Below are the records; pull every line that includes "return".

(Beginning of SUPPLIED RECORDS)

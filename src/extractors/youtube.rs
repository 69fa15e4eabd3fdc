use async_trait::async_trait;
use regex::Regex;
use std::path::Path;
use std::process::Stdio;
use std::sync::OnceLock;
use tokio::process::Command;

use super::MediaDownloader;
use crate::{Result, YtWhisperError};

/// URL patterns tried in priority order. The first capture group is the
/// video ID; the captured text is passed through without validation.
const ID_PATTERNS: &[&str] = &[
    r"v=([^&]+)",                  // Standard: youtube.com/watch?v=ID
    r"youtu\.be/([^?&]+)",         // Short: youtu.be/ID
    r"youtube\.com/embed/([^/?&]+)", // Embed: youtube.com/embed/ID
    r"youtube\.com/v/([^/?&]+)",   // Old embed: youtube.com/v/ID
];

static ID_REGEXES: OnceLock<Vec<Regex>> = OnceLock::new();

/// Extract the YouTube video ID from a URL
pub fn extract_video_id(url: &str) -> Option<String> {
    let regexes = ID_REGEXES.get_or_init(|| {
        ID_PATTERNS
            .iter()
            .map(|pattern| Regex::new(pattern).expect("hard-coded pattern is valid"))
            .collect()
    });

    regexes.iter().find_map(|re| {
        re.captures(url)
            .and_then(|caps| caps.get(1))
            .map(|m| m.as_str().to_string())
    })
}

/// Deterministic name of the downloaded audio file for a video ID
pub fn audio_file_name(video_id: &str) -> String {
    format!("ytw_audio_{video_id}.mp3")
}

/// Deterministic name of the yt-dlp metadata sidecar for a video ID
pub fn info_file_name(video_id: &str) -> String {
    format!("ytw_audio_{video_id}.info.json")
}

/// Canonical watch URL for a video ID
pub fn watch_url(video_id: &str) -> String {
    format!("https://www.youtube.com/watch?v={video_id}")
}

/// YouTube audio downloader using yt-dlp
pub struct YtDlpDownloader {
    yt_dlp_path: String,
}

impl YtDlpDownloader {
    pub fn new(yt_dlp_path: impl Into<String>) -> Self {
        Self {
            yt_dlp_path: yt_dlp_path.into(),
        }
    }
}

#[async_trait]
impl MediaDownloader for YtDlpDownloader {
    async fn download_audio(&self, video_id: &str, work_dir: &Path) -> Result<()> {
        tracing::debug!("Downloading audio for video ID: {}", video_id);

        // yt-dlp fills in %(ext)s, so the mp3 and the .info.json sidecar
        // both land on the ytw_audio_<id> stem.
        let output_template = work_dir.join(format!("ytw_audio_{video_id}.%(ext)s"));

        let result = Command::new(&self.yt_dlp_path)
            .args(["--extract-audio", "--audio-format", "mp3"])
            .arg("--output")
            .arg(&output_template)
            .args(["--write-info-json", "--no-playlist"])
            .arg(watch_url(video_id))
            .stdout(Stdio::piped())
            .stderr(Stdio::piped())
            .output()
            .await;

        let output = match result {
            Ok(output) => output,
            Err(e) if e.kind() == std::io::ErrorKind::NotFound => {
                return Err(YtWhisperError::ToolMissing(self.yt_dlp_path.clone()).into());
            }
            Err(e) => return Err(e.into()),
        };

        if !output.status.success() {
            let stderr = String::from_utf8_lossy(&output.stderr);
            return Err(YtWhisperError::DownloadFailed(stderr.trim().to_string()).into());
        }

        Ok(())
    }
}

(End of SUPPLIED RECORDS)

> [ANSWER TO THIS EXERCISE]
                return Err(YtWhisperError::ToolMissing(self.yt_dlp_path.clone()).into());
            Err(e) => return Err(e.into()),
            return Err(YtWhisperError::DownloadFailed(stderr.trim().to_string()).into());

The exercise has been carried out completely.